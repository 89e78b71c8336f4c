//! Test case generation.

use std::sync::Arc;

use tracing::debug;

use crate::{
    limits::{BoundaryLimits, FormField, LimitedField, EMAIL_DOMAIN},
    partition::Partition,
    token::{TokenSource, UniquenessToken},
};

/// Website submitted whenever the URL field is not under test.
pub const NOMINAL_URL: &str = "https://example.com";
/// Email value with no `@` or domain.
pub const MALFORMED_EMAIL: &str = "invalidemail";
/// URL value with no scheme.
pub const MALFORMED_URL: &str = "not-a-url";

const NOMINAL_NAME_PREFIX: &str = "John Smith ";
const NOMINAL_EMAIL_PREFIX: &str = "john";
const NOMINAL_EMAIL_DOMAIN: &str = "@example.com";
const NOMINAL_COMMENT_PREFIX: &str = "This is a great post! ";
/// Decimal digits of `u64::MAX`, the longest token.
const MAX_TOKEN_DIGITS: usize = 20;

/// Longest nominal value `field` can carry, whatever the token.
///
/// A limit below this cannot hold a nominal value, so cases targeting another
/// field would overshoot this one too.
#[must_use]
pub const fn max_nominal_length(field: LimitedField) -> usize {
    MAX_TOKEN_DIGITS
        + match field {
            LimitedField::Name => NOMINAL_NAME_PREFIX.len(),
            LimitedField::Email => NOMINAL_EMAIL_PREFIX.len() + NOMINAL_EMAIL_DOMAIN.len(),
            LimitedField::Comment => NOMINAL_COMMENT_PREFIX.len(),
        }
}

/// One submission of the comment form.
///
/// An empty string means the field is left blank; `url: None` means the
/// website field is cleared.
#[derive(Debug, Clone, PartialEq, Eq)]
pub struct TestCase {
    pub partition: Partition,
    pub token: UniquenessToken,
    pub name: String,
    pub email: String,
    pub url: Option<String>,
    pub comment: String,
}

impl TestCase {
    /// Value to write into `field`; `None` means clear it and write nothing.
    #[must_use]
    pub fn value(&self, field: FormField) -> Option<&str> {
        match field {
            FormField::Author => Some(self.name.as_str()),
            FormField::Email => Some(self.email.as_str()),
            FormField::Url => self.url.as_deref(),
            FormField::Comment => Some(self.comment.as_str()),
        }
        .filter(|v| !v.is_empty())
    }

    /// Fields in the order a user fills them in.
    pub fn entries(&self) -> impl Iterator<Item = (FormField, Option<&str>)> + '_ {
        [
            FormField::Author,
            FormField::Email,
            FormField::Url,
            FormField::Comment,
        ]
        .into_iter()
        .map(move |field| (field, self.value(field)))
    }

    /// Length in characters of the longest value in the case.
    #[must_use]
    pub fn longest_value(&self) -> usize {
        self.entries()
            .filter_map(|(_, value)| value.map(|v| v.chars().count()))
            .max()
            .unwrap_or(0)
    }
}

/// Builds one [`TestCase`] per partition with a fresh token each time.
#[derive(Clone)]
pub struct CaseGenerator {
    limits: BoundaryLimits,
    tokens: Arc<dyn TokenSource>,
}

impl std::fmt::Debug for CaseGenerator {
    fn fmt(&self, f: &mut std::fmt::Formatter<'_>) -> std::fmt::Result {
        f.debug_struct("CaseGenerator")
            .field("limits", &self.limits)
            .finish_non_exhaustive()
    }
}

impl CaseGenerator {
    #[must_use]
    pub fn new(limits: BoundaryLimits, tokens: Arc<dyn TokenSource>) -> Self {
        Self { limits, tokens }
    }

    #[must_use]
    pub const fn limits(&self) -> &BoundaryLimits {
        &self.limits
    }

    /// Build the case for `partition`.
    ///
    /// Targeted values have exactly the length the partition names; all other
    /// fields hold nominal values carrying the case's token.
    #[must_use]
    pub fn generate(&self, partition: Partition) -> TestCase {
        let token = self.tokens.next_token();
        let mut case = nominal(partition, token);

        match partition {
            Partition::Nominal => {}
            Partition::OmittedUrl => case.url = None,
            Partition::OmittedName => case.name.clear(),
            Partition::MinName => case.name = "a".to_string(),
            Partition::MaxValidName => case.name = self.sized(LimitedField::Name, token, 0),
            Partition::OverMaxName => case.name = self.sized(LimitedField::Name, token, 1),
            Partition::OmittedEmail => case.email.clear(),
            Partition::MalformedEmail => case.email = MALFORMED_EMAIL.to_string(),
            Partition::OverMaxEmail => case.email = self.sized(LimitedField::Email, token, 1),
            Partition::MalformedUrl => case.url = Some(MALFORMED_URL.to_string()),
            Partition::OmittedComment => case.comment.clear(),
            Partition::MinComment => case.comment = "a".to_string(),
            Partition::MaxValidComment => {
                case.comment = self.sized(LimitedField::Comment, token, 0);
            }
            Partition::OverMaxComment => {
                case.comment = self.sized(LimitedField::Comment, token, 1);
            }
        }

        debug!(
            partition = %partition,
            token = %token,
            longest = case.longest_value(),
            "Generated test case"
        );
        case
    }

    /// A value of exactly `limit + overshoot` characters for `field`.
    fn sized(&self, field: LimitedField, token: UniquenessToken, overshoot: usize) -> String {
        let length = self.limits.limit(field) + overshoot;
        match field {
            LimitedField::Email => {
                let local = length.saturating_sub(EMAIL_DOMAIN.len()).max(1);
                format!("{}{EMAIL_DOMAIN}", pad_to(&token.to_string(), local))
            }
            LimitedField::Name => pad_to(&token.to_string(), length),
            LimitedField::Comment => pad_to(&format!("{NOMINAL_COMMENT_PREFIX}{token} "), length),
        }
    }
}

fn nominal(partition: Partition, token: UniquenessToken) -> TestCase {
    TestCase {
        partition,
        token,
        name: format!("{NOMINAL_NAME_PREFIX}{token}"),
        email: format!("{NOMINAL_EMAIL_PREFIX}{token}{NOMINAL_EMAIL_DOMAIN}"),
        url: Some(NOMINAL_URL.to_string()),
        comment: format!("{NOMINAL_COMMENT_PREFIX}{token}"),
    }
}

/// `seed` cut or padded with `a` to exactly `length` characters.
fn pad_to(seed: &str, length: usize) -> String {
    seed.chars()
        .chain(std::iter::repeat('a'))
        .take(length)
        .collect()
}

+===+

> Problem to solve
Nothing is to be left out: set down all the records again exactly.

> Final answer
repository 89e78b71c8336f4c
//! Test case generation.

use std::sync::Arc;

use tracing::debug;

use crate::{
    limits::{BoundaryLimits, FormField, LimitedField, EMAIL_DOMAIN},
    partition::Partition,
    token::{TokenSource, UniquenessToken},
};

/// Website submitted whenever the URL field is not under test.
pub const NOMINAL_URL: &str = "https://example.com";
/// Email value with no `@` or domain.
pub const MALFORMED_EMAIL: &str = "invalidemail";
/// URL value with no scheme.
pub const MALFORMED_URL: &str = "not-a-url";

const NOMINAL_NAME_PREFIX: &str = "John Smith ";
const NOMINAL_EMAIL_PREFIX: &str = "john";
const NOMINAL_EMAIL_DOMAIN: &str = "@example.com";
const NOMINAL_COMMENT_PREFIX: &str = "This is a great post! ";
/// Decimal digits of `u64::MAX`, the longest token.
const MAX_TOKEN_DIGITS: usize = 20;

/// Longest nominal value `field` can carry, whatever the token.
///
/// A limit below this cannot hold a nominal value, so cases targeting another
/// field would overshoot this one too.
#[must_use]
pub const fn max_nominal_length(field: LimitedField) -> usize {
    MAX_TOKEN_DIGITS
        + match field {
            LimitedField::Name => NOMINAL_NAME_PREFIX.len(),
            LimitedField::Email => NOMINAL_EMAIL_PREFIX.len() + NOMINAL_EMAIL_DOMAIN.len(),
            LimitedField::Comment => NOMINAL_COMMENT_PREFIX.len(),
        }
}

/// One submission of the comment form.
///
/// An empty string means the field is left blank; `url: None` means the
/// website field is cleared.
#[derive(Debug, Clone, PartialEq, Eq)]
pub struct TestCase {
    pub partition: Partition,
    pub token: UniquenessToken,
    pub name: String,
    pub email: String,
    pub url: Option<String>,
    pub comment: String,
}

impl TestCase {
    /// Value to write into `field`; `None` means clear it and write nothing.
    #[must_use]
    pub fn value(&self, field: FormField) -> Option<&str> {
        match field {
            FormField::Author => Some(self.name.as_str()),
            FormField::Email => Some(self.email.as_str()),
            FormField::Url => self.url.as_deref(),
            FormField::Comment => Some(self.comment.as_str()),
        }
        .filter(|v| !v.is_empty())
    }

    /// Fields in the order a user fills them in.
    pub fn entries(&self) -> impl Iterator<Item = (FormField, Option<&str>)> + '_ {
        [
            FormField::Author,
            FormField::Email,
            FormField::Url,
            FormField::Comment,
        ]
        .into_iter()
        .map(move |field| (field, self.value(field)))
    }

    /// Length in characters of the longest value in the case.
    #[must_use]
    pub fn longest_value(&self) -> usize {
        self.entries()
            .filter_map(|(_, value)| value.map(|v| v.chars().count()))
            .max()
            .unwrap_or(0)
    }
}

/// Builds one [`TestCase`] per partition with a fresh token each time.
#[derive(Clone)]
pub struct CaseGenerator {
    limits: BoundaryLimits,
    tokens: Arc<dyn TokenSource>,
}

impl std::fmt::Debug for CaseGenerator {
    fn fmt(&self, f: &mut std::fmt::Formatter<'_>) -> std::fmt::Result {
        f.debug_struct("CaseGenerator")
            .field("limits", &self.limits)
            .finish_non_exhaustive()
    }
}

impl CaseGenerator {
    #[must_use]
    pub fn new(limits: BoundaryLimits, tokens: Arc<dyn TokenSource>) -> Self {
        Self { limits, tokens }
    }

    #[must_use]
    pub const fn limits(&self) -> &BoundaryLimits {
        &self.limits
    }

    /// Build the case for `partition`.
    ///
    /// Targeted values have exactly the length the partition names; all other
    /// fields hold nominal values carrying the case's token.
    #[must_use]
    pub fn generate(&self, partition: Partition) -> TestCase {
        let token = self.tokens.next_token();
        let mut case = nominal(partition, token);

        match partition {
            Partition::Nominal => {}
            Partition::OmittedUrl => case.url = None,
            Partition::OmittedName => case.name.clear(),
            Partition::MinName => case.name = "a".to_string(),
            Partition::MaxValidName => case.name = self.sized(LimitedField::Name, token, 0),
            Partition::OverMaxName => case.name = self.sized(LimitedField::Name, token, 1),
            Partition::OmittedEmail => case.email.clear(),
            Partition::MalformedEmail => case.email = MALFORMED_EMAIL.to_string(),
            Partition::OverMaxEmail => case.email = self.sized(LimitedField::Email, token, 1),
            Partition::MalformedUrl => case.url = Some(MALFORMED_URL.to_string()),
            Partition::OmittedComment => case.comment.clear(),
            Partition::MinComment => case.comment = "a".to_string(),
            Partition::MaxValidComment => {
                case.comment = self.sized(LimitedField::Comment, token, 0);
            }
            Partition::OverMaxComment => {
                case.comment = self.sized(LimitedField::Comment, token, 1);
            }
        }

        debug!(
            partition = %partition,
            token = %token,
            longest = case.longest_value(),
            "Generated test case"
        );
        case
    }

    /// A value of exactly `limit + overshoot` characters for `field`.
    fn sized(&self, field: LimitedField, token: UniquenessToken, overshoot: usize) -> String {
        let length = self.limits.limit(field) + overshoot;
        match field {
            LimitedField::Email => {
                let local = length.saturating_sub(EMAIL_DOMAIN.len()).max(1);
                format!("{}{EMAIL_DOMAIN}", pad_to(&token.to_string(), local))
            }
            LimitedField::Name => pad_to(&token.to_string(), length),
            LimitedField::Comment => pad_to(&format!("{NOMINAL_COMMENT_PREFIX}{token} "), length),
        }
    }
}

fn nominal(partition: Partition, token: UniquenessToken) -> TestCase {
    TestCase {
        partition,
        token,
        name: format!("{NOMINAL_NAME_PREFIX}{token}"),
        email: format!("{NOMINAL_EMAIL_PREFIX}{token}{NOMINAL_EMAIL_DOMAIN}"),
        url: Some(NOMINAL_URL.to_string()),
        comment: format!("{NOMINAL_COMMENT_PREFIX}{token}"),
    }
}

/// `seed` cut or padded with `a` to exactly `length` characters.
fn pad_to(seed: &str, length: usize) -> String {
    seed.chars()
        .chain(std::iter::repeat('a'))
        .take(length)
        .collect()
}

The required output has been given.